In a recent lecdem, Dikshitar compositions in raganga ragas were rendered, based on an interpretation of their notation in the Sangeeta Sampradaya Pradarshini. Musicologist, Dr. N. Ramanathan, raised the question with reference to compositions in Deshakshi, Bhinna Sadja etc.
“Is this Carnatic music?” The melodic texture of these compositions as they were rendered was very far from, as Ramanathan put it, the ‘Mylapore’ variety of Carnatic music, which incorporates gamakas typical to Carnatic music.
Now, how can one question whether Dikshitar’s compositions are Carnatic? The point of the question was about the identity of Carnatic music, which seems one of the most confused systems of art music on that count.
One finds, in a Carnatic music concert, bewildering variety on many counts. On the one hand, we have grand compositions such as ‘Enduku peddala’ or ‘Sri Subramanyaya Namaste’ and, on the other, we have dainty nottuswara sahityam like ‘Kamalasana vandita padabje.’ We find folk ditties, bhajans and abhangs sung as ‘light fare.’ One wonders why ghazals aren’t (yet) included!
Hindustani music concerts in Mumbai, Pune or up North, rarely, if ever, include abhangs. Bhajans are included at the end but that is a very different idiom — not the kind that one hears in popular religious song. Not every Khayal singer dares attempt Thumri for tail-end pieces notwithstanding its mere ‘semi classical’ status — Thumri, it is acknowledged, needs specialised training.
But we Carnatic musicians don’t fear anything; variety seems to be the ultimate desirable! Variety does procure a larger audience base and only demands short attention spans. In fact, that is precisely how the modern kutcheri paddhati is said to have evolved. But, in this quest for variety, where lies the fate of the identity of Carnatic music?
A different kind of variety is in the kinds of ragas: we have ragas with ill-defined contours; for instance, Sarasangi, which can accommodate anything so long as only the notes that the raga admits are included; and we have highly nuanced ragas such as Nilambari, where a note elongated here or shortened there within its phrases could spell doom for the raga. But this is variety one can perhaps live with so long as the latter variety, unique to Carnatic music, are dominant over the less interesting ragas of the former kind.
The issue of identity is important for the thinking Carnatic performer and listener.

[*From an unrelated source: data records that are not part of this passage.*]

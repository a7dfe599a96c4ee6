//! Application context: the shared state every hook works against.

use std::fmt;
use std::sync::Arc;

use parking_lot::Mutex;
use tokio::task::JoinHandle;
use tokio_util::sync::CancellationToken;
use tracing::{debug, info, warn};

use intersul_client::{ApiClient, AuthHooks};
use intersul_config::ConsoleConfig;
use intersul_query::{CacheConfig, QueryCache};
use intersul_session::{
    LOGIN_PATH, Navigator, SessionStore, Storage, SystemAppearance, ThemeStore,
};

use crate::error::Result;
use crate::hooks::{
    AuthHooksApi, CatalogHooks, CategoryHooks, ClientHooks, DashboardHooks, FranchiseHooks,
    InstalledMachineHooks, ServiceHooks, UserHooks,
};

/// Bridges the HTTP transport to the session.
///
/// Requests carry the session's token; a 401 signs the user out and sends
/// them to the login page.
pub struct SessionAuth {
    session: Arc<SessionStore>,
    navigator: Arc<dyn Navigator>,
}

impl SessionAuth {
    pub fn new(session: Arc<SessionStore>, navigator: Arc<dyn Navigator>) -> Self {
        Self { session, navigator }
    }
}

impl AuthHooks for SessionAuth {
    fn bearer_token(&self) -> Option<String> {
        self.session.token()
    }

    fn on_unauthorized(&self) {
        warn!("Request unauthorized, signing out");
        if let Err(e) = self.session.logout() {
            warn!(error = %e, "Failed to clear stored session");
        }
        self.navigator.navigate(LOGIN_PATH);
    }
}

/// Everything a console front end needs, built once at startup.
pub struct AppContext {
    config: ConsoleConfig,
    client: ApiClient,
    cache: QueryCache,
    session: Arc<SessionStore>,
    theme: Arc<ThemeStore>,
    navigator: Arc<dyn Navigator>,
    shutdown: CancellationToken,
    cleanup: Mutex<Option<JoinHandle<()>>>,
}

impl fmt::Debug for AppContext {
    fn fmt(&self, f: &mut fmt::Formatter<'_>) -> fmt::Result {
        f.debug_struct("AppContext")
            .field("client", &self.client)
            .field("session", &self.session)
            .field("theme", &self.theme)
            .finish_non_exhaustive()
    }
}

impl AppContext {
    /// Build the context and restore persisted state.
    ///
    /// The cache cleanup task is only started when called inside a Tokio
    /// runtime.
    pub fn init(
        config: &ConsoleConfig,
        storage: Arc<dyn Storage>,
        navigator: Arc<dyn Navigator>,
        appearance: Arc<dyn SystemAppearance>,
    ) -> Result<Self> {
        info!("Initializing console context");

        let session = Arc::new(SessionStore::new(storage.clone()));
        let restored = session.init()?;
        let theme = Arc::new(ThemeStore::new(storage, appearance));
        let theme_state = theme.init();
        debug!(
            state = ?restored.state,
            theme = %theme_state.theme,
            "Persisted state restored"
        );

        let settings = config.cache();
        let cache = QueryCache::new(
            CacheConfig::new()
                .with_max_entries(settings.max_entries)
                .with_cleanup_task(settings.enable_cleanup_task)
                .with_cleanup_interval(settings.cleanup_interval()),
        );

        let shutdown = CancellationToken::new();
        let cleanup = if tokio::runtime::Handle::try_current().is_ok() {
            cache.spawn_cleanup_task(shutdown.clone())
        } else {
            debug!("No runtime, cache cleanup task not started");
            None
        };

        let api = config.api();
        let client = ApiClient::builder()
            .base_url(&api.url)
            .timeout(api.timeout())
            .auth(Arc::new(SessionAuth::new(session.clone(), navigator.clone())))
            .build()?;

        Ok(Self {
            config: config.clone(),
            client,
            cache,
            session,
            theme,
            navigator,
            shutdown,
            cleanup: Mutex::new(cleanup),
        })
    }

    pub fn config(&self) -> &ConsoleConfig {
        &self.config
    }

    pub fn client(&self) -> &ApiClient {
        &self.client
    }

    pub fn cache(&self) -> &QueryCache {
        &self.cache
    }

    pub fn session(&self) -> &Arc<SessionStore> {
        &self.session
    }

    pub fn theme(&self) -> &Arc<ThemeStore> {
        &self.theme
    }

    pub fn navigator(&self) -> &Arc<dyn Navigator> {
        &self.navigator
    }

    // ─────────────────────────────────────────────────────────────────────────
    // Hooks
    // ─────────────────────────────────────────────────────────────────────────

    pub fn auth(&self) -> AuthHooksApi {
        AuthHooksApi::new(self.client.clone(), self.cache.clone(), self.session.clone())
    }

    pub fn catalog(&self) -> CatalogHooks {
        CatalogHooks::new(self.client.clone(), self.cache.clone())
    }

    pub fn installed_machines(&self) -> InstalledMachineHooks {
        InstalledMachineHooks::new(self.client.clone(), self.cache.clone())
    }

    pub fn franchises(&self) -> FranchiseHooks {
        FranchiseHooks::new(self.client.clone(), self.cache.clone())
    }

    pub fn clients(&self) -> ClientHooks {
        ClientHooks::new(self.client.clone(), self.cache.clone())
    }

    pub fn services(&self) -> ServiceHooks {
        ServiceHooks::new(self.client.clone(), self.cache.clone())
    }

    pub fn users(&self) -> UserHooks {
        UserHooks::new(self.client.clone(), self.cache.clone())
    }

    pub fn categories(&self) -> CategoryHooks {
        CategoryHooks::new(self.client.clone(), self.cache.clone())
    }

    pub fn dashboard(&self) -> DashboardHooks {
        DashboardHooks::new(self.client.clone(), self.cache.clone())
    }

    /// Drop all cached data and stop background work.
    pub async fn teardown(&self) {
        self.shutdown.cancel();
        let cleanup = self.cleanup.lock().take();
        if let Some(handle) = cleanup
            && let Err(e) = handle.await
        {
            warn!(error = %e, "Cache cleanup task ended abnormally");
        }
        self.cache.clear().await;
        self.session.teardown();
        info!("Console context torn down");
    }
}

#[cfg(test)]
mod tests {
    use super::*;
    use intersul_session::{MemoryStorage, RecordingNavigator, SessionState, StaticAppearance};

    fn context() -> (AppContext, Arc<RecordingNavigator>) {
        let navigator = Arc::new(RecordingNavigator::new());
        let ctx = AppContext::init(
            &ConsoleConfig::default(),
            Arc::new(MemoryStorage::new()),
            navigator.clone(),
            Arc::new(StaticAppearance::new(false)),
        )
        .unwrap();
        (ctx, navigator)
    }

    #[test]
    fn test_init_without_runtime() {
        let (ctx, _) = context();
        assert_eq!(ctx.session().snapshot().state, SessionState::Anonymous);
        assert_eq!(ctx.client().base_url().as_str(), "http://localhost:3000/");
    }

    #[tokio::test]
    async fn test_teardown_clears_cache() {
        let (ctx, _) = context();
        ctx.cache()
            .set_entry(intersul_query::query_key!["clients", 1u32], serde_json::json!({"id": 1}))
            .await;
        assert_eq!(ctx.cache().len().await, 1);

        ctx.teardown().await;
        assert!(ctx.cache().is_empty().await);
        assert_eq!(ctx.session().snapshot().state, SessionState::Uninitialized);
    }

    #[test]
    fn test_session_auth_signs_out_on_unauthorized() {
        let storage = Arc::new(MemoryStorage::new());
        let session = Arc::new(SessionStore::new(storage));
        let navigator = Arc::new(RecordingNavigator::new());
        let auth = SessionAuth::new(session.clone(), navigator.clone());

        auth.on_unauthorized();
        assert_eq!(session.snapshot().state, SessionState::Anonymous);
        assert_eq!(navigator.count(LOGIN_PATH), 1);
        assert_eq!(auth.bearer_token(), None);
    }
}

If Carnatic music is, like Hindustani music or Western classical music, a form of art music, then we need to put our finger on what this means! What is the artistry involved here? How is it different from namasankirtanam? Art music involves handling of the musical material in a stylised and serious manner while placing demands on the listener unapologetically.
Many would define the special kind of gamakas that we use as the essential stylistic of Carnatic music. That means ragas like Nilambari, Yadukula Khambodi, etc. And when we have compositions such as Param dhamavati with movements not typical to this variety of Carnatic music (the Mylapore variety), there is a problem. Without questioning the worth of these compositions or ragas, how do they fit in with the idea of Carnatic music as one that has gamakas of a certain kind?
Does such an idea obtain? Or should one ride on, complacent with the ‘uniqueness’ of Carnatic music, with variety as its USP?